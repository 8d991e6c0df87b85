//! Watch Multiplexer Error Hierarchy
//!
//! Validation and not-found errors propagate to the caller immediately and are
//! never retried. Transient store failures ([`StoreError`]) stay inside the
//! watch loop, which retries them with backoff.

use std::time::Duration;

use config::ConfigError;

use crate::ObjectKey;
use crate::OwnerKey;

#[doc(hidden)]
pub type Result<T> = std::result::Result<T, Error>;

#[derive(Debug, thiserror::Error)]
pub enum Error {
    /// Malformed or empty identifiers, foreign registrations
    #[error(transparent)]
    Validation(#[from] ValidationError),

    /// No active monitor, unknown registration, or cache miss
    #[error(transparent)]
    NotFound(#[from] NotFoundError),

    /// Owner already holds a subscription
    #[error("Owner {0} is already registered")]
    AlreadyExists(OwnerKey),

    /// Operation attempted on a stopped watch stream
    #[error("Watch stream for {0} has been stopped")]
    StreamStopped(ObjectKey),

    /// Cached object does not belong to the watched key
    #[error("Cached object {found} does not match watched key {expected}")]
    TypeMismatch { expected: ObjectKey, found: ObjectKey },

    /// Bounded sync wait expired (only when `sync_timeout_ms` is configured)
    #[error("Timed out after {timeout:?} waiting for {key} to sync")]
    SyncTimeout { key: ObjectKey, timeout: Duration },

    /// Caller's cancellation fired while waiting for sync
    #[error("Cancelled while waiting for {0} to sync")]
    Cancelled(ObjectKey),

    /// Retry policy gave up on the list/watch loop
    #[error("Watch for {key} abandoned: {reason}")]
    WatchAbandoned { key: ObjectKey, reason: String },

    /// Remote store failure surfaced outside the watch loop
    #[error(transparent)]
    Store(#[from] StoreError),

    /// Configuration loading or validation failure
    #[error(transparent)]
    Config(#[from] ConfigError),
}

impl Error {
    pub fn is_not_found(&self) -> bool {
        matches!(self, Error::NotFound(_))
    }

    /// Upstream object is gone (as opposed to a missing monitor or registration)
    pub fn is_object_deleted(&self) -> bool {
        matches!(self, Error::NotFound(NotFoundError::Object(_)))
    }

    pub fn is_already_exists(&self) -> bool {
        matches!(self, Error::AlreadyExists(_))
    }
}

#[derive(Debug, thiserror::Error, PartialEq, Eq)]
pub enum ValidationError {
    #[error("Namespace cannot be empty")]
    EmptyNamespace,

    #[error("Name cannot be empty")]
    EmptyName,

    #[error("Owner name cannot be empty")]
    EmptyOwner,

    #[error("Registration {handler_id} for {key} was issued by another multiplexer")]
    ForeignRegistration { key: ObjectKey, handler_id: u64 },
}

#[derive(Debug, thiserror::Error, PartialEq, Eq)]
pub enum NotFoundError {
    /// The key has no running watch stream
    #[error("No active monitor for {0}")]
    Monitor(ObjectKey),

    /// The stream does not know the registration
    #[error("Handler {handler_id} is not registered for {key}")]
    Handler { key: ObjectKey, handler_id: u64 },

    /// The owner holds no subscription
    #[error("No subscription registered for owner {0}")]
    Owner(OwnerKey),

    /// The stream is synced but the object is absent upstream
    #[error("Object {0} not found")]
    Object(ObjectKey),
}

/// Failures reported by an [`crate::ObjectStore`] implementation.
#[derive(Debug, Clone, thiserror::Error, PartialEq, Eq)]
pub enum StoreError {
    /// The requested resource version is no longer served; relist required
    #[error("Resource version {0} is too old")]
    Expired(String),

    /// Transient connectivity failure
    #[error("Store unavailable: {0}")]
    Unavailable(String),

    /// The call exceeded the configured per-operation timeout
    #[error("Store call timed out after {0:?}")]
    Timeout(Duration),
}
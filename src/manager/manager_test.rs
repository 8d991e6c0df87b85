use std::sync::Arc;

use tokio_util::sync::CancellationToken;
use tracing_test::traced_test;

use super::*;
use crate::test_utils::*;
use crate::MemoryStore;

fn manager(store: &Arc<MemoryStore<TestSecret>>) -> SubscriptionManager<TestSecret> {
    let multiplexer = KeyedMultiplexer::new(as_store(store), fast_config(), CancellationToken::new());
    SubscriptionManager::new(Arc::new(multiplexer))
}

fn owner(name: &str) -> OwnerKey {
    OwnerKey::new("ns1", name)
}

#[tokio::test]
#[traced_test]
async fn register_resolves_target_in_owner_namespace() {
    let store = fake_store();
    let secret = store.apply(TestSecret::new("ns1", "s1"));
    store.apply(TestSecret::new("ns2", "s1"));
    let manager = manager(&store);

    manager.register(owner("o1"), "s1", &CancellationToken::new()).await.unwrap();

    assert!(manager.is_registered(&owner("o1")).await);
    assert_eq!(manager.registered_target(&owner("o1")).await, Some(secret.key()));
    assert_eq!(manager.get_current(&owner("o1")).await.unwrap(), secret);
    assert!(logs_contain("owner registered"));
}

#[tokio::test]
async fn second_register_for_same_owner_is_rejected() {
    let store = fake_store();
    let s1 = store.apply(TestSecret::new("ns1", "s1"));
    store.apply(TestSecret::new("ns1", "s2"));
    let manager = manager(&store);
    let cancel = CancellationToken::new();

    manager.register(owner("o1"), "s1", &cancel).await.unwrap();
    let err = manager.register(owner("o1"), "s2", &cancel).await.unwrap_err();

    assert!(err.is_already_exists());
    assert_eq!(manager.get_current(&owner("o1")).await.unwrap(), s1);
    assert!(!manager.multiplexer().contains(&ObjectKey::new("ns1", "s2")));
    assert_eq!(manager.len().await, 1);
}

#[tokio::test]
async fn owners_referencing_one_object_share_its_stream() {
    let store = fake_store();
    let secret = store.apply(TestSecret::new("ns1", "shared"));
    let manager = manager(&store);
    let cancel = CancellationToken::new();

    manager.register(owner("o1"), "shared", &cancel).await.unwrap();
    manager.register(owner("o2"), "shared", &cancel).await.unwrap();

    let multiplexer = manager.multiplexer();
    assert_eq!(multiplexer.active_streams(), 1);
    assert_eq!(multiplexer.refcount(&secret.key()), 2);
    assert_eq!(store.list_calls(), 1);

    manager.unregister(&owner("o1")).await.unwrap();
    assert_eq!(multiplexer.refcount(&secret.key()), 1);
    assert_eq!(manager.get_current(&owner("o2")).await.unwrap(), secret);

    manager.unregister(&owner("o2")).await.unwrap();
    assert_eq!(multiplexer.active_streams(), 0);
    assert!(manager.is_empty().await);
}

#[tokio::test]
async fn unregister_unknown_owner_is_not_found() {
    let store = fake_store();
    let manager = manager(&store);

    let err = manager.unregister(&owner("ghost")).await.unwrap_err();

    assert!(matches!(err, Error::NotFound(NotFoundError::Owner(_))));
    assert!(matches!(
        manager.get_current(&owner("ghost")).await,
        Err(Error::NotFound(NotFoundError::Owner(_)))
    ));
}

#[tokio::test]
async fn owner_can_register_again_after_unregister() {
    let store = fake_store();
    store.apply(TestSecret::new("ns1", "s1"));
    let s2 = store.apply(TestSecret::new("ns1", "s2"));
    let manager = manager(&store);
    let cancel = CancellationToken::new();

    manager.register(owner("o1"), "s1", &cancel).await.unwrap();
    manager.unregister(&owner("o1")).await.unwrap();
    manager.register(owner("o1"), "s2", &cancel).await.unwrap();

    assert_eq!(manager.get_current(&owner("o1")).await.unwrap(), s2);
    assert!(!manager.multiplexer().contains(&ObjectKey::new("ns1", "s1")));
}

#[tokio::test]
async fn invalid_owner_or_target_is_rejected() {
    let store = fake_store();
    let manager = manager(&store);
    let cancel = CancellationToken::new();

    assert!(matches!(
        manager.register(OwnerKey::new("", "o1"), "s1", &cancel).await,
        Err(Error::Validation(ValidationError::EmptyNamespace))
    ));
    assert!(matches!(
        manager.register(OwnerKey::new("ns1", ""), "s1", &cancel).await,
        Err(Error::Validation(ValidationError::EmptyOwner))
    ));
    assert!(matches!(
        manager.register(owner("o1"), "", &cancel).await,
        Err(Error::Validation(ValidationError::EmptyName))
    ));
    assert!(manager.is_empty().await);
}

#[tokio::test]
async fn failed_register_leaves_no_trace() {
    let store = fake_store();
    store.fail_next_lists(usize::MAX);
    let manager = manager(&store);
    let cancel = CancellationToken::new();
    cancel.cancel();

    let err = manager.register(owner("o1"), "s1", &cancel).await.unwrap_err();

    assert!(matches!(err, Error::Cancelled(_)));
    assert!(!manager.is_registered(&owner("o1")).await);
    assert_eq!(manager.multiplexer().active_streams(), 0);
}

#[tokio::test(flavor = "multi_thread", worker_threads = 2)]
async fn configured_handler_sees_target_changes() {
    let store = fake_store();
    let secret = store.apply(TestSecret::new("ns1", "s1"));
    let handler = Arc::new(RecordingHandler::new());
    let multiplexer = KeyedMultiplexer::new(as_store(&store), fast_config(), CancellationToken::new());
    let manager = SubscriptionManager::new(Arc::new(multiplexer)).with_handler(handler.clone());

    manager.register(owner("o1"), "s1", &CancellationToken::new()).await.unwrap();
    let updated = store.apply(secret.clone().with_data("k", b"v"));

    assert!(eventually(|| handler.updates() == 1).await);
    assert_eq!(
        handler.events(),
        vec![Recorded::Add(secret.clone()), Recorded::Update(secret, updated)]
    );
}

#[tokio::test(flavor = "multi_thread", worker_threads = 2)]
async fn deleted_target_reports_object_not_found() {
    let store = fake_store();
    let secret = store.apply(TestSecret::new("ns1", "s1"));
    let manager = manager(&store);

    manager.register(owner("o1"), "s1", &CancellationToken::new()).await.unwrap();
    store.delete(&secret.key());

    let manager = &manager;
    assert!(
        eventually_async(|| async move {
            manager
                .get_current(&owner("o1"))
                .await
                .is_err_and(|e| e.is_object_deleted())
        })
        .await
    );
    // the owner stays registered while its target is gone
    assert!(manager.is_registered(&owner("o1")).await);
}

#[tokio::test]
async fn owner_recovers_after_its_stream_is_stopped_externally() {
    let store = fake_store();
    let secret = store.apply(TestSecret::new("ns1", "s1"));
    let manager = manager(&store);
    let cancel = CancellationToken::new();

    manager.register(owner("o1"), "s1", &cancel).await.unwrap();
    manager.multiplexer().stream(&secret.key()).unwrap().stop();

    manager.unregister(&owner("o1")).await.unwrap();
    assert!(!manager.is_registered(&owner("o1")).await);
    assert!(!manager.multiplexer().contains(&secret.key()));

    manager.register(owner("o1"), "s1", &cancel).await.unwrap();
    assert_eq!(manager.get_current(&owner("o1")).await.unwrap(), secret);
}

#[tokio::test(flavor = "multi_thread", worker_threads = 2)]
async fn pending_register_blocks_other_owners_until_it_resolves() {
    let store = fake_store();
    let secret = store.apply(TestSecret::new("ns1", "s1"));
    let config = crate::WatchConfig {
        sync_timeout_ms: 150,
        ..fast_config()
    };
    let multiplexer = KeyedMultiplexer::new(as_store(&store), config, CancellationToken::new());
    let manager = Arc::new(SubscriptionManager::new(Arc::new(multiplexer)));
    manager.register(owner("o1"), "s1", &CancellationToken::new()).await.unwrap();

    store.fail_next_lists(usize::MAX);
    let pending = {
        let manager = manager.clone();
        tokio::spawn(async move { manager.register(owner("o2"), "s2", &CancellationToken::new()).await })
    };
    assert!(eventually(|| manager.multiplexer().contains(&ObjectKey::new("ns1", "s2"))).await);

    let started = std::time::Instant::now();
    assert_eq!(manager.get_current(&owner("o1")).await.unwrap(), secret);
    assert!(started.elapsed() >= std::time::Duration::from_millis(50));

    assert!(matches!(pending.await.unwrap(), Err(Error::SyncTimeout { .. })));
    assert!(!manager.is_registered(&owner("o2")).await);
}
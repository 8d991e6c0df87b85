use std::collections::BTreeMap;
use std::fmt;
use std::sync::atomic::AtomicU64;
use std::sync::atomic::Ordering;
use std::sync::Arc;

#[cfg(test)]
use mockall::automock;

use crate::ObjectKey;
use crate::Resource;

/// Callbacks invoked by a watch stream for changes of its object.
///
/// Called sequentially from the stream's own task (or, for the replay of the
/// current object, from the task registering the handler). Implementations
/// must not block.
#[cfg_attr(test, automock)]
pub trait EventHandler<K: Resource>: Send + Sync + 'static {
    fn on_add(
        &self,
        obj: &K,
    );

    fn on_update(
        &self,
        old: &K,
        new: &K,
    );

    fn on_delete(
        &self,
        obj: &K,
    );
}

type AddFn<K> = Box<dyn Fn(&K) + Send + Sync>;
type UpdateFn<K> = Box<dyn Fn(&K, &K) + Send + Sync>;
type DeleteFn<K> = Box<dyn Fn(&K) + Send + Sync>;

/// Closure-backed [`EventHandler`]; unset callbacks are no-ops.
pub struct HandlerFns<K> {
    add: Option<AddFn<K>>,
    update: Option<UpdateFn<K>>,
    delete: Option<DeleteFn<K>>,
}

impl<K> Default for HandlerFns<K> {
    fn default() -> Self {
        Self {
            add: None,
            update: None,
            delete: None,
        }
    }
}

impl<K> HandlerFns<K> {
    pub fn new() -> Self {
        Self::default()
    }

    pub fn with_add(
        mut self,
        f: impl Fn(&K) + Send + Sync + 'static,
    ) -> Self {
        self.add = Some(Box::new(f));
        self
    }

    pub fn with_update(
        mut self,
        f: impl Fn(&K, &K) + Send + Sync + 'static,
    ) -> Self {
        self.update = Some(Box::new(f));
        self
    }

    pub fn with_delete(
        mut self,
        f: impl Fn(&K) + Send + Sync + 'static,
    ) -> Self {
        self.delete = Some(Box::new(f));
        self
    }
}

impl<K> fmt::Debug for HandlerFns<K> {
    fn fmt(
        &self,
        f: &mut fmt::Formatter<'_>,
    ) -> fmt::Result {
        f.debug_struct("HandlerFns")
            .field("add", &self.add.is_some())
            .field("update", &self.update.is_some())
            .field("delete", &self.delete.is_some())
            .finish()
    }
}

impl<K: Resource> EventHandler<K> for HandlerFns<K> {
    fn on_add(
        &self,
        obj: &K,
    ) {
        if let Some(f) = &self.add {
            f(obj);
        }
    }

    fn on_update(
        &self,
        old: &K,
        new: &K,
    ) {
        if let Some(f) = &self.update {
            f(old, new);
        }
    }

    fn on_delete(
        &self,
        obj: &K,
    ) {
        if let Some(f) = &self.delete {
            f(obj);
        }
    }
}

static NEXT_HANDLER_ID: AtomicU64 = AtomicU64::new(1);

pub(crate) fn next_handler_id() -> u64 {
    NEXT_HANDLER_ID.fetch_add(1, Ordering::Relaxed)
}

/// Token binding a handler to the watch stream of one object key.
///
/// Handler ids are process-wide and never reused, so a registration that
/// outlived its stream can never match a handler of a newer stream.
#[derive(Debug, Clone, PartialEq, Eq, Hash)]
pub struct HandlerRegistration {
    key: ObjectKey,
    handler_id: u64,
    stream_id: u64,
    issuer: u64,
}

impl HandlerRegistration {
    pub(crate) fn new(
        key: ObjectKey,
        handler_id: u64,
        stream_id: u64,
        issuer: u64,
    ) -> Self {
        Self {
            key,
            handler_id,
            stream_id,
            issuer,
        }
    }

    pub fn key(&self) -> &ObjectKey {
        &self.key
    }

    pub fn handler_id(&self) -> u64 {
        self.handler_id
    }

    pub(crate) fn stream_id(&self) -> u64 {
        self.stream_id
    }

    /// Id of the multiplexer that minted this registration (0 for standalone streams)
    pub(crate) fn issuer(&self) -> u64 {
        self.issuer
    }
}

/// Handlers of one stream keyed by registration id.
///
/// Ids grow monotonically, so iterating the map yields registration order.
pub(crate) struct HandlerRegistry<K> {
    handlers: BTreeMap<u64, Arc<dyn EventHandler<K>>>,
}

impl<K: Resource> HandlerRegistry<K> {
    pub(crate) fn new() -> Self {
        Self {
            handlers: BTreeMap::new(),
        }
    }

    pub(crate) fn insert(
        &mut self,
        id: u64,
        handler: Arc<dyn EventHandler<K>>,
    ) {
        self.handlers.insert(id, handler);
    }

    pub(crate) fn remove(
        &mut self,
        id: u64,
    ) -> bool {
        self.handlers.remove(&id).is_some()
    }

    pub(crate) fn contains(
        &self,
        id: u64,
    ) -> bool {
        self.handlers.contains_key(&id)
    }

    /// Handlers in delivery order
    pub(crate) fn snapshot(&self) -> Vec<Arc<dyn EventHandler<K>>> {
        self.handlers.values().cloned().collect()
    }

    pub(crate) fn len(&self) -> usize {
        self.handlers.len()
    }

    pub(crate) fn clear(&mut self) {
        self.handlers.clear();
    }
}
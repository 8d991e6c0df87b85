use lazy_static::lazy_static;
use prometheus::IntCounterVec;
use prometheus::IntGauge;
use prometheus::Opts;
use prometheus::Registry;


lazy_static! {
    pub static ref ACTIVE_WATCH_STREAMS: IntGauge = IntGauge::new(
        "active_watch_streams",
        "Number of running list/watch loops"
    )
    .expect("metric can not be created");

    pub static ref LIVE_HANDLER_REGISTRATIONS: IntGauge = IntGauge::new(
        "live_handler_registrations",
        "Number of handler registrations handed out by multiplexers"
    )
    .expect("metric can not be created");

    pub static ref WATCH_RESTARTS: IntCounterVec = IntCounterVec::new(
        Opts::new("watch_restarts", "List/watch loop restarts by reason"),
        &["reason"]
    )
    .expect("metric can not be created");

    pub static ref DELIVERED_EVENTS: IntCounterVec = IntCounterVec::new(
        Opts::new("delivered_events", "Handler callbacks invoked by event type"),
        &["event_type"]
    )
    .expect("metric can not be created");

    /// Crate registry, every collector below is registered on first access
    pub static ref REGISTRY: Registry = {
        let registry =
            Registry::new_custom(Some("dwatch".to_string()), None).expect("registry can be created");
        register_custom_metrics(&registry).expect("collector can be registered");
        registry
    };
}

/// Registers every collector of this crate on `registry`.
///
/// Fails with `AlreadyReg` when `registry` already holds them, e.g. for
/// [`REGISTRY`], which registers itself.
pub fn register_custom_metrics(registry: &Registry) -> prometheus::Result<()> {
    registry.register(Box::new(ACTIVE_WATCH_STREAMS.clone()))?;
    registry.register(Box::new(LIVE_HANDLER_REGISTRATIONS.clone()))?;
    registry.register(Box::new(WATCH_RESTARTS.clone()))?;
    registry.register(Box::new(DELIVERED_EVENTS.clone()))?;
    Ok(())
}

/// Text exposition of [`REGISTRY`].
pub fn gather_metrics() -> String {
    use prometheus::Encoder;

    let mut buffer = Vec::new();
    let encoder = prometheus::TextEncoder::new();
    if let Err(e) = encoder.encode(&REGISTRY.gather(), &mut buffer) {
        tracing::error!("failed to encode metrics: {:?}", e);
        return String::new();
    }
    String::from_utf8(buffer).unwrap_or_default()
}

______________________________

Required action: When a line in the records above holds "AlreadyExists", that line is to be reported.

Answer below:
    AlreadyExists(OwnerKey),
        matches!(self, Error::AlreadyExists(_))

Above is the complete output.